Each donation can save up to three lives and you get free biscuits. Everyone eligible is welcome, but “we urgently need more blood donors of black heritage”, says Rob Knowles of NHS Blood and Transplant (they are more likely to be able to help the increasing number of patients with sickle cell disease). Sign up at, call 0300 1232323 or use the NHS Blood app. If you can’t get an appointment immediately, don’t worry: your donation will be vital whenever it’s given. To donate quickly, the best appointment availability is at the 25 permanent donor centres across the UK.

2. Walk a dog

The Cinnamon Trust provides support for elderly and terminally ill people who need urgent help to walk their pets so they can keep them. Check the map at, register as a volunteer and you will be ready when help is needed in your area.

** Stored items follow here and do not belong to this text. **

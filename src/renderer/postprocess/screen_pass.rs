//! Full-screen shader pass: samples the previous pass's frame and writes a
//! transformed copy. Drives both the gamma correction and the custom
//! effect; the program and its uniform mapping come from the descriptor.

use rustc_hash::FxHashMap;

use super::pass::{Pass, PassContext, PassDescriptor, PassIo, PassOutput};
use crate::error::OrbitError;
use crate::gpu::backend::{GpuFrame, WgpuBackend};
use crate::gpu::pipeline_helpers::{
    color_attachment, create_screen_space_pipeline, linear_sampler, screen_pass_layout,
};
use crate::gpu::texture::ColorTarget;

/// wgpu pass running a descriptor's full-screen program.
pub struct ScreenShaderPass {
    label: String,
    shader: wgpu::ShaderModule,
    bind_group_layout: wgpu::BindGroupLayout,
    sampler: wgpu::Sampler,
    params_buffer: Option<wgpu::Buffer>,
    /// Pipelines per output format: intermediate buffers and the swapchain
    /// may differ.
    pipelines: FxHashMap<wgpu::TextureFormat, wgpu::RenderPipeline>,
    /// Sampled when the pass runs first in the chain.
    fallback_input: ColorTarget,
}

impl ScreenShaderPass {
    /// Compose the descriptor's program and allocate its uniform block.
    ///
    /// # Errors
    ///
    /// [`OrbitError::Shader`] if the program fails to compose.
    pub fn new(backend: &WgpuBackend, descriptor: &PassDescriptor) -> Result<Self, OrbitError> {
        let device = backend.device();
        let label = descriptor.label.clone();
        let shader = backend.compose(&format!("{label} Shader"), &descriptor.program)?;

        let params = descriptor.uniforms.to_std140_bytes();
        let has_params = descriptor.uniforms.iter().any(|(_, v)| !v.is_texture());
        let params_buffer = has_params.then(|| {
            device.create_buffer(&wgpu::BufferDescriptor {
                label: Some(&format!("{label} Params")),
                size: params.len() as u64,
                usage: wgpu::BufferUsages::UNIFORM | wgpu::BufferUsages::COPY_DST,
                mapped_at_creation: false,
            })
        });

        let fallback_input = ColorTarget::new(
            device,
            &format!("{label} Empty Input"),
            (1, 1),
            backend.intermediate_format(),
            1,
        );

        let mut pass = Self {
            bind_group_layout: screen_pass_layout(device, &label, has_params),
            sampler: linear_sampler(device, &format!("{label} Sampler")),
            shader,
            params_buffer,
            pipelines: FxHashMap::default(),
            fallback_input,
            label,
        };
        let _ = pass.pipeline(device, backend.intermediate_format());
        Ok(pass)
    }

    fn pipeline(
        &mut self,
        device: &wgpu::Device,
        format: wgpu::TextureFormat,
    ) -> &wgpu::RenderPipeline {
        let Self {
            pipelines,
            label,
            shader,
            bind_group_layout,
            ..
        } = self;
        pipelines.entry(format).or_insert_with(|| {
            log::debug!("{label}: building pipeline for {format:?}");
            create_screen_space_pipeline(device, label, shader, format, &[&*bind_group_layout])
        })
    }
}

impl Pass<WgpuBackend> for ScreenShaderPass {
    fn set_size(&mut self, _backend: &WgpuBackend, _width: u32, _height: u32) {
        // Reads and writes chain-owned buffers only; the bind group is
        // rebuilt per render, so there is nothing resolution-dependent here.
    }

    fn render(
        &mut self,
        backend: &WgpuBackend,
        frame: &mut GpuFrame,
        _ctx: &PassContext<'_>,
        descriptor: &PassDescriptor,
        io: PassIo<'_, ColorTarget>,
    ) {
        let device = backend.device();
        if let Some(buffer) = &self.params_buffer {
            backend
                .queue()
                .write_buffer(buffer, 0, &descriptor.uniforms.to_std140_bytes());
        }

        let input = io.input.unwrap_or(&self.fallback_input);
        let mut entries = vec![
            wgpu::BindGroupEntry {
                binding: 0,
                resource: wgpu::BindingResource::TextureView(&input.view),
            },
            wgpu::BindGroupEntry {
                binding: 1,
                resource: wgpu::BindingResource::Sampler(&self.sampler),
            },
        ];
        if let Some(buffer) = &self.params_buffer {
            entries.push(wgpu::BindGroupEntry {
                binding: 2,
                resource: buffer.as_entire_binding(),
            });
        }
        let bind_group = device.create_bind_group(&wgpu::BindGroupDescriptor {
            label: Some(&format!("{} Bind Group", self.label)),
            layout: &self.bind_group_layout,
            entries: &entries,
        });

        let (view, format) = match io.output {
            PassOutput::Target(target) => (&target.view, target.format),
            PassOutput::Screen => (&frame.view, frame.format),
        };
        let label = self.label.clone();
        let pipeline = self.pipeline(device, format);

        let mut render_pass = frame.encoder.begin_render_pass(&wgpu::RenderPassDescriptor {
            label: Some(&label),
            color_attachments: &[Some(color_attachment(view, None, Some(wgpu::Color::BLACK)))],
            depth_stencil_attachment: None,
            timestamp_writes: None,
            occlusion_query_set: None,
        });
        render_pass.set_pipeline(pipeline);
        render_pass.set_bind_group(0, &bind_group, &[]);
        render_pass.draw(0..3, 0..1);
    }
}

3. Buy a Big Issue when you can – but also talk to your seller

Generally, having a chat with someone on the streets is a nice thing to do and often appreciated. It needn’t be anything heavy: ask how their day is going and if there is anything they would like or need help with. Some people want to chat, some don’t – just be respectful. If a homeless person tells you they are having difficulty accessing medical facilities or with other practical issues, the Big Issue suggests alerting StreetLink, which connects rough sleepers with services they need.

4. Target your support for food banks

On top of the obvious non-perishable foods, the Trussell Trust says donations of toiletries, laundry and washing-up stuff, baby supplies and sanitary towels and tampons are always welcome. The best way to support food banks, though, is to find out what they need from day to day. I follow my local, the Collective Sharehouse, on Instagram, where it posts requests for urgent help. Remember, you can donate time as well as goods: “Food banks are busier than ever and very grateful to anyone who can spare a few hours on a regular basis,” says Ellie Lambert of the Trussell Trust. Help can include picking up or unpacking corporate donations, delivering to most in-need clients and even assistance with social media.

5. Bee prepared

Learn to revive a tired or struggling bee. If it’s wet, put it in the sun; otherwise deposit it on a high-nectar flower such as buddleia or sunflower, wait a while and if that hasn’t helped, offer a little sugar water (two tablespoons of white granulated sugar to one tablespoon of water, left on a spoon or in an eggcup).

6. Go guerrilla gardening

Inspired by the Incredible Edibles movement, create a “propaganda bed” – an easily accessible pot or bed planted with herbs and vegetables for people to help themselves. Label it so passersby know what’s what, and that it’s all free.

7. Give a coat to Calais

During winter, Care4Calais needs coats for refugees in northern France, where 2,000-plus sleep rough. If you have a warm coat in reasonable condition, find a drop off point and pass it on to someone who needs it.

8. Repair something

Repair cafes are booming and, as the BBC One series The Repair Shop shows, they can be a great source of joy. If you are handy with a sewing needle, bikes, carpentry, electricals or computers, your local repair cafe would almost certainly be delighted to have your help. If there isn’t one locally, why not start one?

9. Be a bin hero

Full? Take it out rather than leaving it for someone else in your home. Emptied? Take it in. It’s scientifically impossible to be anything other than thrilled when someone else deals with the bins.

10. Help prisoners with reading

About 50% of people in UK prisons struggle with reading. The Shannon Trust helps them to help one another throughout England, Wales and Northern Ireland. “Our prison volunteers train and support prisoner mentors to work one-to-one with learners,” says Karen Ryan, director of prison delivery.

At the moment, the trust particularly needs volunteers in central and eastern England. There is training and support and you are accompanied on your first prison visits. “We know volunteering in a prison setting isn’t for everyone,” Ryan says, “but we also have roles in the community to help people directly with learning or to help our area teams with administration and data collection.”